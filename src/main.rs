use chat_recall::Result;
use chat_recall::commands::{
    build_context, clear_store, delete_conversation, index_file, init_config, search, show_config,
    show_stats,
};
use clap::{Parser, Subcommand};
use std::path::PathBuf;

#[derive(Parser)]
#[command(name = "chat-recall")]
#[command(about = "Conversation memory: index chat history and retrieve relevant context")]
#[command(version)]
struct Cli {
    /// Override the config/store directory
    #[arg(long, global = true)]
    config_dir: Option<PathBuf>,

    #[command(subcommand)]
    command: Commands,
}

#[derive(Subcommand)]
enum Commands {
    /// Manage configuration
    Config {
        /// Show current configuration
        #[arg(long)]
        show: bool,
    },
    /// Index a conversation export (a JSON array of turns)
    Index {
        /// Path to the conversation file
        file: PathBuf,
        /// Conversation id (defaults to the file name)
        #[arg(long)]
        id: Option<String>,
    },
    /// Search indexed history
    Search {
        /// Search query
        query: String,
        /// Maximum number of results
        #[arg(long, default_value_t = 10)]
        limit: usize,
        /// Restrict to one source type (message, conversation, code, documentation)
        #[arg(long)]
        source_type: Option<String>,
    },
    /// Assemble token-budgeted context for a query
    Context {
        /// Query to build context for
        query: String,
        /// Number of chunks to consider
        #[arg(long)]
        top_k: Option<usize>,
        /// Restrict to one conversation
        #[arg(long)]
        conversation: Option<String>,
        /// Keep only code-like chunks
        #[arg(long)]
        code: bool,
        /// Language hint for code context (implies --code)
        #[arg(long)]
        language: Option<String>,
    },
    /// Show store statistics
    Stats,
    /// Delete everything indexed from one conversation
    Delete {
        /// Conversation id to delete
        conversation_id: String,
    },
    /// Delete all indexed data
    Clear,
}

#[tokio::main]
async fn main() -> Result<()> {
    tracing_subscriber::fmt()
        .with_env_filter(tracing_subscriber::EnvFilter::from_default_env())
        .init();

    let cli = Cli::parse();
    let config_dir = cli.config_dir;

    match cli.command {
        Commands::Config { show } => {
            if show {
                show_config(config_dir)?;
            } else {
                init_config(config_dir)?;
            }
        }
        Commands::Index { file, id } => {
            index_file(&file, id, config_dir).await?;
        }
        Commands::Search {
            query,
            limit,
            source_type,
        } => {
            search(&query, limit, source_type, config_dir).await?;
        }
        Commands::Context {
            query,
            top_k,
            conversation,
            code,
            language,
        } => {
            build_context(&query, top_k, conversation, language, code, config_dir).await?;
        }
        Commands::Stats => {
            show_stats(config_dir).await?;
        }
        Commands::Delete { conversation_id } => {
            delete_conversation(&conversation_id, config_dir).await?;
        }
        Commands::Clear => {
            clear_store(config_dir).await?;
        }
    }

    Ok(())
}
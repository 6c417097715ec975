use super::*;
use crate::database::models::SourceType;
use chrono::Utc;

fn doc(id: i64, text: &str) -> Document {
    Document {
        id,
        source_type: SourceType::Message,
        source_id: format!("msg-{id}"),
        chunk_text: text.to_string(),
        chunk_index: 0,
        metadata: "{}".to_string(),
        created_at: Utc::now().naive_utc(),
    }
}

#[test]
fn ranking_orders_by_similarity_descending() {
    let query = vec![1.0, 0.0, 0.0];
    let corpus = vec![
        (doc(1, "far"), vec![0.0, 1.0, 0.0]),
        (doc(2, "close"), vec![0.9, 0.1, 0.0]),
        (doc(3, "middling"), vec![0.5, 0.5, 0.0]),
    ];

    let results = rank_by_similarity(&query, corpus, 10);
    assert_eq!(results.len(), 3);
    assert_eq!(results[0].document.id, 2);
    assert_eq!(results[1].document.id, 3);
    assert_eq!(results[2].document.id, 1);
}

#[test]
fn ranking_truncates_to_top_k() {
    let query = vec![1.0, 0.0];
    let corpus = (0..10)
        .map(|i| (doc(i, "x"), vec![1.0 / (i + 1) as f32, 0.0]))
        .collect();

    let results = rank_by_similarity(&query, corpus, 3);
    assert_eq!(results.len(), 3);
}

#[test]
fn negative_similarity_clamps_to_zero() {
    let query = vec![1.0, 0.0];
    let corpus = vec![(doc(1, "opposite"), vec![-1.0, 0.0])];

    let results = rank_by_similarity(&query, corpus, 1);
    assert_eq!(results[0].relevance, 0.0);
}

#[test]
fn mismatched_dimension_scores_zero_not_error() {
    let query = vec![1.0, 0.0, 0.0];
    let corpus = vec![
        (doc(1, "wrong dims"), vec![1.0, 0.0]),
        (doc(2, "right dims"), vec![1.0, 0.0, 0.0]),
    ];

    let results = rank_by_similarity(&query, corpus, 10);
    assert_eq!(results[0].document.id, 2);
    assert_eq!(results[1].relevance, 0.0);
}

#[test]
fn stable_sort_preserves_candidate_order_on_ties() {
    let query = vec![0.0, 1.0];
    // Both orthogonal to the query: identical scores.
    let corpus = vec![
        (doc(7, "first candidate"), vec![1.0, 0.0]),
        (doc(8, "second candidate"), vec![-1.0, 0.0]),
    ];

    let results = rank_by_similarity(&query, corpus, 10);
    assert_eq!(results[0].document.id, 7);
    assert_eq!(results[1].document.id, 8);
}

#[test]
fn keyword_rank_decays_linearly() {
    assert_eq!(keyword_rank_score(0, 4), 1.0);
    assert_eq!(keyword_rank_score(1, 4), 0.75);
    assert_eq!(keyword_rank_score(3, 4), 0.25);
    assert_eq!(keyword_rank_score(0, 0), 0.0);
}

#[test]
fn fusion_weights_scores_as_configured() {
    let fusion = FusionConfig {
        semantic_weight: 0.6,
        keyword_weight: 0.4,
        keyword_candidate_limit: 50,
    };

    let fused = fuse_scores(&fusion, 1.0, 0.5);
    assert!((fused - 0.8).abs() < 1e-6);

    // Fused scores never escape [0, 1].
    assert_eq!(fuse_scores(&fusion, 2.0, 2.0), 1.0);
    assert_eq!(fuse_scores(&fusion, -1.0, -1.0), 0.0);
}

#[test]
fn alternate_fusion_weights_change_ordering() {
    let keyword_heavy = FusionConfig {
        semantic_weight: 0.1,
        keyword_weight: 0.9,
        keyword_candidate_limit: 50,
    };

    // High keyword rank beats high semantic score under keyword-heavy fusion.
    let a = fuse_scores(&keyword_heavy, 0.9, 0.1);
    let b = fuse_scores(&keyword_heavy, 0.1, 0.9);
    assert!(b > a);
}
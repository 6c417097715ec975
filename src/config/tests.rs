use super::*;
use serial_test::serial;
use tempfile::TempDir;

#[test]
fn defaults_are_valid() {
    let config = Config::default();
    config.validate().expect("default config should validate");
    assert_eq!(config.provider.dimension, 768);
    assert_eq!(config.provider.batch_size, 20);
    assert_eq!(config.fusion.semantic_weight, 0.6);
    assert_eq!(config.fusion.keyword_weight, 0.4);
    assert_eq!(config.context.max_context_tokens, 3000);
    assert_eq!(config.chunking.target_chunk_chars, 6000);
}

#[test]
fn load_missing_file_yields_defaults() {
    let temp_dir = TempDir::new().expect("temp dir");
    let config = Config::load(temp_dir.path()).expect("load should succeed");
    assert_eq!(config, Config {
        base_dir: temp_dir.path().to_path_buf(),
        ..Config::default()
    });
}

#[test]
fn save_and_reload_roundtrip() {
    let temp_dir = TempDir::new().expect("temp dir");
    let mut config = Config {
        base_dir: temp_dir.path().to_path_buf(),
        ..Config::default()
    };
    config.provider.model = "custom-embed".to_string();
    config.fusion.semantic_weight = 0.7;
    config.fusion.keyword_weight = 0.3;
    config.save().expect("save should succeed");

    let reloaded = Config::load(temp_dir.path()).expect("reload should succeed");
    assert_eq!(reloaded, config);
}

#[test]
fn rejects_unnormalized_fusion_weights() {
    let mut config = Config::default();
    config.fusion.semantic_weight = 0.9;
    config.fusion.keyword_weight = 0.4;
    assert!(matches!(
        config.validate(),
        Err(ConfigError::FusionWeightsNotNormalized(_))
    ));
}

#[test]
fn rejects_out_of_range_weight() {
    let mut config = Config::default();
    config.fusion.semantic_weight = 1.5;
    config.fusion.keyword_weight = -0.5;
    assert!(matches!(
        config.validate(),
        Err(ConfigError::InvalidFusionWeight(_))
    ));
}

#[test]
fn rejects_bad_provider_settings() {
    let mut config = Config::default();
    config.provider.base_url = "not a url".to_string();
    assert!(matches!(
        config.provider.validate(),
        Err(ConfigError::InvalidUrl(_))
    ));

    let mut config = Config::default();
    config.provider.model = "  ".to_string();
    assert!(matches!(
        config.provider.validate(),
        Err(ConfigError::InvalidModel(_))
    ));

    let mut config = Config::default();
    config.provider.dimension = 32;
    assert!(matches!(
        config.provider.validate(),
        Err(ConfigError::InvalidEmbeddingDimension(32))
    ));

    let mut config = Config::default();
    config.provider.batch_size = 0;
    assert!(matches!(
        config.provider.validate(),
        Err(ConfigError::InvalidBatchSize(0))
    ));
}

#[test]
fn rejects_tiny_chunk_budget() {
    let mut config = Config::default();
    config.chunking.target_chunk_chars = 10;
    assert!(matches!(
        config.validate(),
        Err(ConfigError::InvalidTargetChunkChars(10))
    ));
}

#[test]
#[serial]
fn api_key_env_overrides_config() {
    let config = ProviderConfig {
        api_key: Some("from-config".to_string()),
        ..ProviderConfig::default()
    };

    unsafe {
        std::env::remove_var(API_KEY_ENV);
    }
    assert_eq!(config.resolve_api_key().as_deref(), Some("from-config"));

    unsafe {
        std::env::set_var(API_KEY_ENV, "from-env");
    }
    assert_eq!(config.resolve_api_key().as_deref(), Some("from-env"));

    unsafe {
        std::env::remove_var(API_KEY_ENV);
    }
}

#[test]
#[serial]
fn missing_api_key_resolves_to_none() {
    unsafe {
        std::env::remove_var(API_KEY_ENV);
    }
    let config = ProviderConfig::default();
    assert_eq!(config.resolve_api_key(), None);
}

/// Cosine similarity between two vectors.
///
/// Returns 0.0 (never NaN, never an error) when the dimensions differ,
/// either vector is empty, or either magnitude is zero. Mismatched stored
/// dimensions therefore rank last instead of breaking a search.
#[inline]
pub fn cosine_similarity(a: &[f32], b: &[f32]) -> f32 {
    if a.len() != b.len() || a.is_empty() {
        return 0.0;
    }

    let mut dot = 0.0f32;
    let mut norm_a = 0.0f32;
    let mut norm_b = 0.0f32;

    for (x, y) in a.iter().zip(b.iter()) {
        dot += x * y;
        norm_a += x * x;
        norm_b += y * y;
    }

    let denom = norm_a.sqrt() * norm_b.sqrt();
    if denom < f32::EPSILON {
        return 0.0;
    }

    dot / denom
}

/// Encode a vector as a BLOB: each f32 big-endian, 4 bytes, in order.
#[inline]
pub fn encode_vector(vector: &[f32]) -> Vec<u8> {
    let mut bytes = Vec::with_capacity(vector.len() * 4);
    for &v in vector {
        bytes.extend_from_slice(&v.to_be_bytes());
    }
    bytes
}

/// Decode a BLOB produced by [`encode_vector`]. Bit-exact round-trip;
/// trailing bytes that do not form a whole f32 are ignored.
#[inline]
pub fn decode_vector(blob: &[u8]) -> Vec<f32> {
    blob.chunks_exact(4)
        .map(|chunk| f32::from_be_bytes([chunk[0], chunk[1], chunk[2], chunk[3]]))
        .collect()
}
#[cfg(test)]
mod tests;

use anyhow::{Context, Result};
use serde::{Deserialize, Serialize};
use std::sync::Arc;
use std::sync::atomic::{AtomicU64, Ordering};
use tracing::{debug, info, warn};

use crate::RecallError;
use crate::chunking::{ConversationTurn, MessageContent, Role, chunk_turns, is_embeddable};
use crate::config::ChunkingConfig;
use crate::database::Database;
use crate::database::models::{Document, NewDocument, SourceType};
use crate::embeddings::EmbeddingClient;

/// A single chat message handed to the pipeline for indexing.
#[derive(Debug, Clone, PartialEq, Eq, Serialize, Deserialize)]
pub struct IncomingMessage {
    pub id: String,
    pub conversation_id: String,
    pub role: Role,
    pub content: MessageContent,
}

/// Per-call outcome of indexing one conversation.
#[derive(Debug, Clone, Copy, PartialEq, Eq, Default)]
pub struct ConversationIndexOutcome {
    pub indexed: usize,
    pub skipped: usize,
}

/// Lifetime counters for one pipeline instance.
#[derive(Debug, Clone, Copy, PartialEq, Eq, Serialize, Deserialize)]
pub struct IndexCounters {
    pub indexed: u64,
    pub skipped: u64,
}

/// Receives pipeline progress events. Injected rather than global so hosts
/// can surface progress in their own UI; the default forwards to tracing.
pub trait IndexObserver: Send + Sync {
    fn chunk_indexed(&self, _document: &Document) {}
    fn chunk_skipped(&self, _source_id: &str, _reason: &str) {}
    fn conversation_indexed(&self, _conversation_id: &str, _outcome: ConversationIndexOutcome) {}
}

#[derive(Debug, Default, Clone, Copy)]
pub struct TracingObserver;

impl IndexObserver for TracingObserver {
    fn chunk_indexed(&self, document: &Document) {
        debug!(
            "Indexed chunk {} of {} '{}'",
            document.chunk_index, document.source_type, document.source_id
        );
    }

    fn chunk_skipped(&self, source_id: &str, reason: &str) {
        debug!("Skipped chunk of '{}': {}", source_id, reason);
    }

    fn conversation_indexed(&self, conversation_id: &str, outcome: ConversationIndexOutcome) {
        info!(
            "Indexed conversation '{}': {} chunks stored, {} skipped",
            conversation_id, outcome.indexed, outcome.skipped
        );
    }
}

/// Drives content through gate, embed, and persist.
///
/// Embedding happens before any write, so a provider failure leaves the
/// store untouched. Each chunk persists atomically with its vector.
pub struct IndexingPipeline {
    database: Database,
    client: EmbeddingClient,
    chunking: ChunkingConfig,
    observer: Arc<dyn IndexObserver>,
    indexed: AtomicU64,
    skipped: AtomicU64,
}

impl IndexingPipeline {
    #[inline]
    pub fn new(database: Database, client: EmbeddingClient, chunking: ChunkingConfig) -> Self {
        Self {
            database,
            client,
            chunking,
            observer: Arc::new(TracingObserver),
            indexed: AtomicU64::new(0),
            skipped: AtomicU64::new(0),
        }
    }

    #[inline]
    pub fn with_observer(mut self, observer: Arc<dyn IndexObserver>) -> Self {
        self.observer = observer;
        self
    }

    /// Index one message as a single chunk.
    ///
    /// Content the embeddability gate rejects returns `Ok(None)`; provider
    /// and storage failures propagate.
    pub async fn index_message(&self, message: &IncomingMessage) -> Result<Option<Document>> {
        let text = message.content.embeddable_text();

        if !is_embeddable(&text, self.chunking.min_embeddable_chars) {
            self.skip(&message.id, "content below embeddable minimum");
            return Ok(None);
        }

        let vector = self
            .client
            .embed(&text)
            .await
            .with_context(|| format!("Failed to embed message '{}'", message.id))?;

        let new_document = NewDocument::new(SourceType::Message, &message.id, text)
            .with_metadata("conversation_id", &message.conversation_id)
            .with_metadata("role", message.role.to_string());

        let document = self
            .database
            .insert_with_embedding(new_document, &vector, self.client.model())
            .await?;

        self.indexed.fetch_add(1, Ordering::Relaxed);
        self.observer.chunk_indexed(&document);

        Ok(Some(document))
    }

    /// Chunk a whole conversation and index each chunk.
    ///
    /// A chunk the gate or the provider rejects is skipped and counted, and
    /// the remaining chunks still index; storage failures abort the call.
    pub async fn index_conversation(
        &self,
        conversation_id: &str,
        turns: &[ConversationTurn],
    ) -> Result<ConversationIndexOutcome> {
        let chunks = chunk_turns(turns, self.chunking.target_chunk_chars);
        let mut outcome = ConversationIndexOutcome::default();

        for (chunk_index, chunk) in chunks.iter().enumerate() {
            if !is_embeddable(&chunk.text, self.chunking.min_embeddable_chars) {
                self.skip(conversation_id, "chunk below embeddable minimum");
                outcome.skipped += 1;
                continue;
            }

            let vector = match self.client.embed(&chunk.text).await {
                Ok(vector) => vector,
                Err(error) if is_skippable(&error) => {
                    warn!(
                        "Skipping chunk {} of conversation '{}': {:#}",
                        chunk_index, conversation_id, error
                    );
                    self.skip(conversation_id, "embedding failed");
                    outcome.skipped += 1;
                    continue;
                }
                Err(error) => {
                    return Err(error.context(format!(
                        "Failed to embed chunk {chunk_index} of conversation '{conversation_id}'"
                    )));
                }
            };

            let new_document =
                NewDocument::new(SourceType::Conversation, conversation_id, &chunk.text)
                    .with_chunk_index(chunk_index as i64)
                    .with_metadata("conversation_id", conversation_id)
                    .with_metadata("turn_count", chunk.turn_count.to_string());

            let document = self
                .database
                .insert_with_embedding(new_document, &vector, self.client.model())
                .await?;

            self.indexed.fetch_add(1, Ordering::Relaxed);
            self.observer.chunk_indexed(&document);
            outcome.indexed += 1;
        }

        self.observer.conversation_indexed(conversation_id, outcome);
        Ok(outcome)
    }

    #[inline]
    pub fn counters(&self) -> IndexCounters {
        IndexCounters {
            indexed: self.indexed.load(Ordering::Relaxed),
            skipped: self.skipped.load(Ordering::Relaxed),
        }
    }

    fn skip(&self, source_id: &str, reason: &str) {
        self.skipped.fetch_add(1, Ordering::Relaxed);
        self.observer.chunk_skipped(source_id, reason);
    }
}

/// Validation and provider failures affect one chunk; anything else is
/// treated as systemic and aborts the batch.
fn is_skippable(error: &anyhow::Error) -> bool {
    matches!(
        error.downcast_ref::<RecallError>(),
        Some(RecallError::Validation(_) | RecallError::Provider(_))
    )
}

• • • •

- **EXERCISE BRIEF**: In the listing above, please copy exactly the lines from the first through the one that contains "#[arg(long, global = true)]", and no others.

- **ANSWER TO THIS EXERCISE**:
filename src/main.rs
use chat_recall::Result;
use chat_recall::commands::{
    build_context, clear_store, delete_conversation, index_file, init_config, search, show_config,
    show_stats,
};
use clap::{Parser, Subcommand};
use std::path::PathBuf;

#[derive(Parser)]
#[command(name = "chat-recall")]
#[command(about = "Conversation memory: index chat history and retrieve relevant context")]
#[command(version)]
struct Cli {
    /// Override the config/store directory
    #[arg(long, global = true)]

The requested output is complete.